[Stored items]
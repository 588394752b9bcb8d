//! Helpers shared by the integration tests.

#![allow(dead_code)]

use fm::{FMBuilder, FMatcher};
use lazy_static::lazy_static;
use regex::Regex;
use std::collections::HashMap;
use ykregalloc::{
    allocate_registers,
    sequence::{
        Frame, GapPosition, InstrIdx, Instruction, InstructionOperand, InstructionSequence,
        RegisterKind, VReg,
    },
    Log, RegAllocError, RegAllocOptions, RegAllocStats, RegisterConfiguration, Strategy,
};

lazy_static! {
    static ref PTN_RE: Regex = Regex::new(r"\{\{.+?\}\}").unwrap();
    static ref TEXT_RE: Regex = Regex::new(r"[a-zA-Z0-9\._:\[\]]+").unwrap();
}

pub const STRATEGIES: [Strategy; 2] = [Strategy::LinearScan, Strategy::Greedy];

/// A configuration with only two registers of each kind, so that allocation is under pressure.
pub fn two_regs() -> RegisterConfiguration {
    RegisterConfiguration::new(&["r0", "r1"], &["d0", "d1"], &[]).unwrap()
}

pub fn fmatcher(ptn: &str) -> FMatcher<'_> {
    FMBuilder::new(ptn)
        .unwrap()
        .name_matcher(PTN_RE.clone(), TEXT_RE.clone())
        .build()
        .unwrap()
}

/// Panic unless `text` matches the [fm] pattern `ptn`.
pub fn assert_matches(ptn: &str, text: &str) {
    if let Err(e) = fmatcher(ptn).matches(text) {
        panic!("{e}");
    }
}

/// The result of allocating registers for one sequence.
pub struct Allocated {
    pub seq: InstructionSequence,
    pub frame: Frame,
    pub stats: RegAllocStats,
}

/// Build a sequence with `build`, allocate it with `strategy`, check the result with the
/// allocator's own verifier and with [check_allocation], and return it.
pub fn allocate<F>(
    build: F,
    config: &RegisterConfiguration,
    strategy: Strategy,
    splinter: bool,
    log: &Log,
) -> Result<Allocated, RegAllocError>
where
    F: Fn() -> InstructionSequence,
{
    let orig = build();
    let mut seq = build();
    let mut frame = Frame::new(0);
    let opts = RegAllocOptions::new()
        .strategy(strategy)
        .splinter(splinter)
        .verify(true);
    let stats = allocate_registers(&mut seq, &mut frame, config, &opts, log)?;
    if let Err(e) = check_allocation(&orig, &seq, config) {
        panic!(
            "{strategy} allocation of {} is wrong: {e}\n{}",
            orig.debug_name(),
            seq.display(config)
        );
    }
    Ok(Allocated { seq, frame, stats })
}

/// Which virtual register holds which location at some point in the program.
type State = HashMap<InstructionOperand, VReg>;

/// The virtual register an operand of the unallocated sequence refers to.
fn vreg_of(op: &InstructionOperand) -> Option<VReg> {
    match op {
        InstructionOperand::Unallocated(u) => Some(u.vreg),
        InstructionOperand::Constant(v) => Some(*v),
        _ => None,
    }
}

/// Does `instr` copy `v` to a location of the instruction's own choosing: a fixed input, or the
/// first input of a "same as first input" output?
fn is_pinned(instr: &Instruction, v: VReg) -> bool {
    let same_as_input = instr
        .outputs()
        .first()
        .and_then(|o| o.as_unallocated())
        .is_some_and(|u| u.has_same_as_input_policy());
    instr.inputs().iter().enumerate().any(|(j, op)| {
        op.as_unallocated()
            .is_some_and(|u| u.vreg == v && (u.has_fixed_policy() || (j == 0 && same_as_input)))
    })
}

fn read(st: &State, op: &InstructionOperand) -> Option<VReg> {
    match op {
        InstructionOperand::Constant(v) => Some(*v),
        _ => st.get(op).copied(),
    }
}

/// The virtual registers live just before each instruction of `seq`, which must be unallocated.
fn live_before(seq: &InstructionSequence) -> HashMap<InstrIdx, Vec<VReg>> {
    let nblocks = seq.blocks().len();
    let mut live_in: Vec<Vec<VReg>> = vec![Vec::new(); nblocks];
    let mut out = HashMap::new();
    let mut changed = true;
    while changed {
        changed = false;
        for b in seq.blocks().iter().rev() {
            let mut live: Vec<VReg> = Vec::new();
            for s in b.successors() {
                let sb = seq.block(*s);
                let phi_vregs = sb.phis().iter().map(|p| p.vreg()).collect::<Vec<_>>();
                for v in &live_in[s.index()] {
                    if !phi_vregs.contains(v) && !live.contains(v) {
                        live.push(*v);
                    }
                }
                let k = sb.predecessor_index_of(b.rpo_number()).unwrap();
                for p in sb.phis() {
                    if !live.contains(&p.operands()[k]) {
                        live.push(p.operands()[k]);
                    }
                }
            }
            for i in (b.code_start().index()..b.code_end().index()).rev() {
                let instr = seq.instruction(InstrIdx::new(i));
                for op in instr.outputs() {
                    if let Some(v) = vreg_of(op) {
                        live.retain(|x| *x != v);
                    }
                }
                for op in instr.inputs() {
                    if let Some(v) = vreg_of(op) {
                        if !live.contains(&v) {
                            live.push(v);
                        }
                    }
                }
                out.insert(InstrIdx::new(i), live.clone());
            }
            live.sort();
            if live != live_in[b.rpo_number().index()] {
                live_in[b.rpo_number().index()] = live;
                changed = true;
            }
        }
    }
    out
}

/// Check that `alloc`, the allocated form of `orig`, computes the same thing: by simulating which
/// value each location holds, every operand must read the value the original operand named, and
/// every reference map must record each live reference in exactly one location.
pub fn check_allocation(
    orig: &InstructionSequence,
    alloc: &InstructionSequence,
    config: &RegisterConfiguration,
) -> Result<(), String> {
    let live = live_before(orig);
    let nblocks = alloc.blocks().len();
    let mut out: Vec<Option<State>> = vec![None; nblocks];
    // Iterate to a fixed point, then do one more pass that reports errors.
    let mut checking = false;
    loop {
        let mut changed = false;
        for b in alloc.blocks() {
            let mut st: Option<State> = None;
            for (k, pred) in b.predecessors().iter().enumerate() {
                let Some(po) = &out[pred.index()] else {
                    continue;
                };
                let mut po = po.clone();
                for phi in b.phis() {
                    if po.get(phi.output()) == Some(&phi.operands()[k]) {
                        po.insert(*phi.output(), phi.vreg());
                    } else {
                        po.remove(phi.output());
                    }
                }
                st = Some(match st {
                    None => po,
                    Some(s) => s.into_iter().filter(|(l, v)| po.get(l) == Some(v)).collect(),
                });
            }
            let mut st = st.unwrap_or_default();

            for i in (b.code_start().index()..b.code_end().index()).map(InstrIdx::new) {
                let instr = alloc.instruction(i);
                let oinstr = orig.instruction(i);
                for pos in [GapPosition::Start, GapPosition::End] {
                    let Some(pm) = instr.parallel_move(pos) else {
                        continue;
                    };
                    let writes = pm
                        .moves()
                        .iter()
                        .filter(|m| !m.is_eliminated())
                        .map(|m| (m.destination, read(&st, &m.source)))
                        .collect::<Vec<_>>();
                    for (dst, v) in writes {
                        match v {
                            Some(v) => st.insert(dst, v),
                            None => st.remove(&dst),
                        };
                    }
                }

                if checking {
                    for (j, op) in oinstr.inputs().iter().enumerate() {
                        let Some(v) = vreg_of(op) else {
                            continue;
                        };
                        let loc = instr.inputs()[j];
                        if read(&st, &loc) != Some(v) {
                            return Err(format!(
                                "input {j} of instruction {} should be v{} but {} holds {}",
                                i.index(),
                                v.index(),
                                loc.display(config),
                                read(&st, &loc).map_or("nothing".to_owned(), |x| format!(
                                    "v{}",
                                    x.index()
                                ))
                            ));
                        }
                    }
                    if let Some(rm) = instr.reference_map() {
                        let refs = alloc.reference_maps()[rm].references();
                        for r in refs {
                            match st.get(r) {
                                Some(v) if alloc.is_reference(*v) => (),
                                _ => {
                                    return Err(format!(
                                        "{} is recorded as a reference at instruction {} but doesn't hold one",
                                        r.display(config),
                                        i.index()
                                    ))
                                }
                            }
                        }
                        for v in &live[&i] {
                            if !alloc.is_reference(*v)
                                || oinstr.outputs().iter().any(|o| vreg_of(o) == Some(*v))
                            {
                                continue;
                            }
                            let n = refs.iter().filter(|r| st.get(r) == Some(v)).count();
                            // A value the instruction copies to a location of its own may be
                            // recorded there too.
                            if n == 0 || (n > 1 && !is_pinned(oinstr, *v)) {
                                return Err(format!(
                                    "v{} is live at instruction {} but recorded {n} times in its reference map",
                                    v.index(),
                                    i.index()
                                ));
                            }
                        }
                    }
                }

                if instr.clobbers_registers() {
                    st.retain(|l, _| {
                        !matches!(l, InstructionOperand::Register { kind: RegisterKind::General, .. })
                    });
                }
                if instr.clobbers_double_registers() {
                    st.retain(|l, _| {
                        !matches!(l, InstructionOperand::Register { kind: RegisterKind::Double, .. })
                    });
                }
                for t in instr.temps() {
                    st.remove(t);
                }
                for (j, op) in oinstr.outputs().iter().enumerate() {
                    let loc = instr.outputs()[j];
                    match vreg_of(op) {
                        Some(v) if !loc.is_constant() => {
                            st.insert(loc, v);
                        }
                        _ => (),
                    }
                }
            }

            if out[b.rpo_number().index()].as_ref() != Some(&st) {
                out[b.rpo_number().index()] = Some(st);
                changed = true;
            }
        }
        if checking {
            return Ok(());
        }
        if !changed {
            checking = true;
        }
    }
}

**EXERCISE DIRECTIONS:** Counting every line that holds the string "true", give the total for the data above and nothing else.

**RESPONSE TO THIS TASK:** 5